Молодой Гефтер растерян. Он знал, что теперь должна начаться новая жизнь, но любимый друг погиб, погибли родные и почти все друзья. Он не знал, как сложится его жизнь, и чувствовал себя одиноким, хотя до этого ему казалось, что он знает все. Жизнь надо было устраивать самому. Внешне я был тем, чем и раньше, — активистом, теперь партийным. Работал в ЦК комсомола, из-за ранения часто и много болел. Впервые серьезно занялся историей в аспирантуре, где стал учиться думать, хотя внешне это было не очень заметно. Я чувствовал тяготение к актуальным темам, но появилось нежелание писать в диссертации обо всем, что лично меня глубоко задевает. Пришлось перейти на экономическую историю.
Я учился в аспирантуре, когда написал письмо Сталину о том, что Вознесенский в своей знаменитой книге «Военная экономика СССР в период Отечественной войны» не прав, когда писал, что Вторая мировая война стала справедливой только в 1941 году. Я считал, что война стала справедливой в силу сопротивления поляков и англичан Гитлеру. Меня выгнали из института, имела значение и пятая графа, но мне опять повезло — я понравился работнику ЦК, которому поручили объяснить мне мои ошибки.
Этот человек вызвал меня и долго объяснял, что я абсолютно не прав, что у англичан буржуазный строй и т. д. Но ему я понравился, хотя он жаловался, как меня трудно переубедить. Он вскоре умер, хороший был человек. По его звонку меня взяли на работу в Институт истории.
Начались плохие вещи, по отношению к которым следовало самоопределиться. Понимание пришло не сразу, и тут Гефтер иногда выглядел не лучшим образом. «Борьба с космополитизмом» была вещью жестокой — можно было пропасть, а можно подняться наверх. С войны мы вернулись военным поколением — поредевшим и с большими утратами, но сильным.

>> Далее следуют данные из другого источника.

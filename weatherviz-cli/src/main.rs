//! Binary crate for the `weatherviz` command-line dashboard.
//!
//! This crate focuses on:
//! - Parsing CLI arguments
//! - Interactive configuration and search
//! - Human-friendly output and chart rendering

use clap::Parser;
use is_terminal::IsTerminal;
use std::env;
use tracing_subscriber::filter::EnvFilter;

mod cli;
mod output;

#[tokio::main]
async fn main() -> anyhow::Result<()> {
    dotenvy::dotenv().ok();
    init_tracing();

    let cmd = cli::Cli::parse();
    cmd.run().await
}

/// Install the global tracing subscriber on stderr.
///
/// `RUST_LOG` wins when set; otherwise `WEATHERVIZ_LOG_LEVEL` picks the level
/// (default `warn`, so normal output isn't interleaved with logs).
fn init_tracing() {
    let env_filter = if env::var("RUST_LOG").is_ok() {
        EnvFilter::from_default_env()
    } else {
        let level = match env::var("WEATHERVIZ_LOG_LEVEL").ok().as_deref() {
            Some("trace") => "trace",
            Some("debug") => "debug",
            Some("info") => "info",
            Some("error") => "error",
            _ => "warn",
        };
        EnvFilter::new(level)
    };

    tracing_subscriber::fmt()
        .with_target(true)
        .with_env_filter(env_filter)
        .with_writer(std::io::stderr)
        .with_ansi(std::io::stderr().is_terminal())
        .compact()
        .init();
}
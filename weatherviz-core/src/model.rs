use serde::{Deserialize, Serialize};

/// Untyped payload as returned by the weather provider.
pub type RawWeatherResponse = serde_json::Value;

/// Fixed-shape weather record. Every field is always populated, falling back
/// to its default when the provider omits it.
#[derive(Debug, Clone, PartialEq, Serialize, Deserialize)]
pub struct WeatherRecord {
    pub city_name: String,
    pub country_code: String,
    pub current_temperature: f64,
    pub feels_like_temperature: f64,
    pub humidity_percentage: i64,
    pub atmospheric_pressure: i64,
    pub wind_speed: f64,
    pub weather_description: String,
    pub weather_main: String,
    pub visibility_meters: i64,
    pub cloudiness_percentage: i64,
}

impl WeatherRecord {
    pub const FIELD_COUNT: usize = 11;

    /// "City, CC", or just the city when no country code is known.
    pub fn display_name(&self) -> String {
        if self.country_code.is_empty() {
            self.city_name.clone()
        } else {
            format!("{}, {}", self.city_name, self.country_code)
        }
    }
}

impl Default for WeatherRecord {
    fn default() -> Self {
        Self {
            city_name: "Unknown".to_string(),
            country_code: String::new(),
            current_temperature: 0.0,
            feels_like_temperature: 0.0,
            humidity_percentage: 0,
            atmospheric_pressure: 0,
            wind_speed: 0.0,
            weather_description: String::new(),
            weather_main: String::new(),
            visibility_meters: 0,
            cloudiness_percentage: 0,
        }
    }
}
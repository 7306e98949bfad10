//! Chart data derived from a [`WeatherRecord`].
//!
//! Everything here is a pure function of the record and the unit system;
//! drawing lives in [`crate::render`].

use serde::Serialize;

use crate::{config::UnitSystem, model::WeatherRecord};

/// One bar chart: parallel label, value and colour lists.
#[derive(Debug, Clone, PartialEq, Serialize)]
pub struct ChartSeries {
    pub title: String,
    pub labels: Vec<&'static str>,
    pub values: Vec<f64>,
    /// `#rrggbb`
    pub colors: Vec<&'static str>,
}

impl ChartSeries {
    pub fn len(&self) -> usize {
        self.values.len()
    }

    pub fn is_empty(&self) -> bool {
        self.values.is_empty()
    }

    /// `(label, value, colour)` per bar.
    pub fn bars(&self) -> impl Iterator<Item = (&'static str, f64, &'static str)> + '_ {
        self.labels
            .iter()
            .zip(&self.values)
            .zip(&self.colors)
            .map(|((label, value), color)| (*label, *value, *color))
    }
}

#[derive(Debug, Clone, PartialEq, Serialize)]
pub struct WeatherCharts {
    pub temperature: ChartSeries,
    pub atmospheric: ChartSeries,
    pub wind_visibility: ChartSeries,
    pub summary: String,
    /// Suffix for temperature value labels, e.g. `°C`.
    pub temperature_unit: &'static str,
}

impl WeatherCharts {
    pub fn from_record(record: &WeatherRecord, units: UnitSystem) -> Self {
        Self {
            temperature: temperature_series(record, units),
            atmospheric: atmospheric_series(record),
            wind_visibility: wind_visibility_series(record),
            summary: summary_text(record, units),
            temperature_unit: units.temperature_symbol(),
        }
    }
}

pub fn temperature_series(record: &WeatherRecord, units: UnitSystem) -> ChartSeries {
    ChartSeries {
        title: format!("Temperature ({})", units.temperature_symbol()),
        labels: vec!["Current Temp", "Feels Like"],
        values: vec![record.current_temperature, record.feels_like_temperature],
        colors: vec!["#ff6b6b", "#feca57"],
    }
}

/// Pressure is shown as hPa / 10 so it sits on the same 0-100 scale as
/// humidity and cloudiness. The "kPa" label is kept as displayed historically.
pub fn atmospheric_series(record: &WeatherRecord) -> ChartSeries {
    ChartSeries {
        title: "Atmospheric Conditions".to_string(),
        labels: vec!["Humidity (%)", "Pressure (kPa)", "Cloudiness (%)"],
        values: vec![
            record.humidity_percentage as f64,
            record.atmospheric_pressure as f64 / 10.0,
            record.cloudiness_percentage as f64,
        ],
        colors: vec!["#48cae4", "#023e8a", "#6c757d"],
    }
}

pub fn wind_visibility_series(record: &WeatherRecord) -> ChartSeries {
    ChartSeries {
        title: "Wind & Visibility".to_string(),
        labels: vec!["Wind Speed (m/s)", "Visibility (km)"],
        values: vec![record.wind_speed, record.visibility_meters as f64 / 1000.0],
        colors: vec!["#90e0ef", "#0077b6"],
    }
}

/// Stand-alone temperature comparison chart.
pub fn simple_temperature_series(record: &WeatherRecord) -> ChartSeries {
    ChartSeries {
        title: format!("Temperature in {}", record.city_name),
        labels: vec!["Actual Temperature", "Feels Like Temperature"],
        values: vec![record.current_temperature, record.feels_like_temperature],
        colors: vec!["#ff6b6b", "#feca57"],
    }
}

pub fn summary_text(record: &WeatherRecord, units: UnitSystem) -> String {
    let sym = units.temperature_symbol();
    format!(
        "Weather Summary\n\
         \n\
         Condition: {}\n\
         Description: {}\n\
         \n\
         Temperature: {}{sym}\n\
         Feels Like: {}{sym}\n\
         Humidity: {}%\n\
         Pressure: {} hPa\n\
         Wind Speed: {} m/s",
        record.weather_main,
        title_case(&record.weather_description),
        format_number(record.current_temperature),
        format_number(record.feels_like_temperature),
        record.humidity_percentage,
        record.atmospheric_pressure,
        format_number(record.wind_speed),
    )
}

/// The text panel shown next to the charts.
pub fn weather_text(record: &WeatherRecord, units: UnitSystem) -> String {
    let sym = units.temperature_symbol();
    format!(
        "{}\n\
         Temperature: {}{sym} (feels like {}{sym})\n\
         Humidity: {}%\n\
         Pressure: {} hPa\n\
         Wind Speed: {} m/s\n\
         Conditions: {}",
        record.display_name(),
        format_number(record.current_temperature),
        format_number(record.feels_like_temperature),
        record.humidity_percentage,
        record.atmospheric_pressure,
        format_number(record.wind_speed),
        title_case(&record.weather_description),
    )
}

/// Upper-case the first letter of every whitespace-separated word.
pub fn title_case(text: &str) -> String {
    text.split_whitespace()
        .map(|word| {
            let mut chars = word.chars();
            match chars.next() {
                Some(first) => first
                    .to_uppercase()
                    .chain(chars.flat_map(char::to_lowercase))
                    .collect(),
                None => String::new(),
            }
        })
        .collect::<Vec<String>>()
        .join(" ")
}

/// Shortest representation, but whole numbers keep one decimal (`15.0`).
pub fn format_number(value: f64) -> String {
    if value.is_finite() && value.fract() == 0.0 {
        format!("{value:.1}")
    } else {
        format!("{value}")
    }
}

Сталину удалось превратить поколение победителей в расколотую на части, атомизированную массу. Впервые нас так грубо, резко и успешно поделили по национальному и иным признакам. Связанным с жизнью, карьерой, покорностью и т. д. Такие вещи не проходят даром. Моя боль выражалась не столько в переоценке строя, сколько в несогласии и сильном, глубоком страдании от того, как мы себя выдали на моральное растерзание. Могут сказать, что это от того, что я еврей, — нет, только отчасти. До моего еврейства дело тогда не дошло. Уже умер Сталин, а я еще каждую ночь просыпался от стука в дверь, хотя Сталина не было.
Не думай, что я обрадовался, когда Сталин умер. Не помню точно, но, вероятно, я плакал и, во всяком случае, сильно переживал. Страданиями я менялся. Вероятно, стал другим и шел к чему-то, чего еще не знал. Это какая по счету жизнь — уже третья? Где-то здесь она обрывается.
Для моих ранений и моей контузии я слишком трудно жил. Один умный доктор сказал мне: «Человек, который так живет после такого ранения, долго не проживет». Его прогноз немножко не оправдался, хотя в 1956 году я заболел настолько, что ощутил себя смертником. Три года почти не мог работать, практически я не жил. На карачках доползал до письменного стола.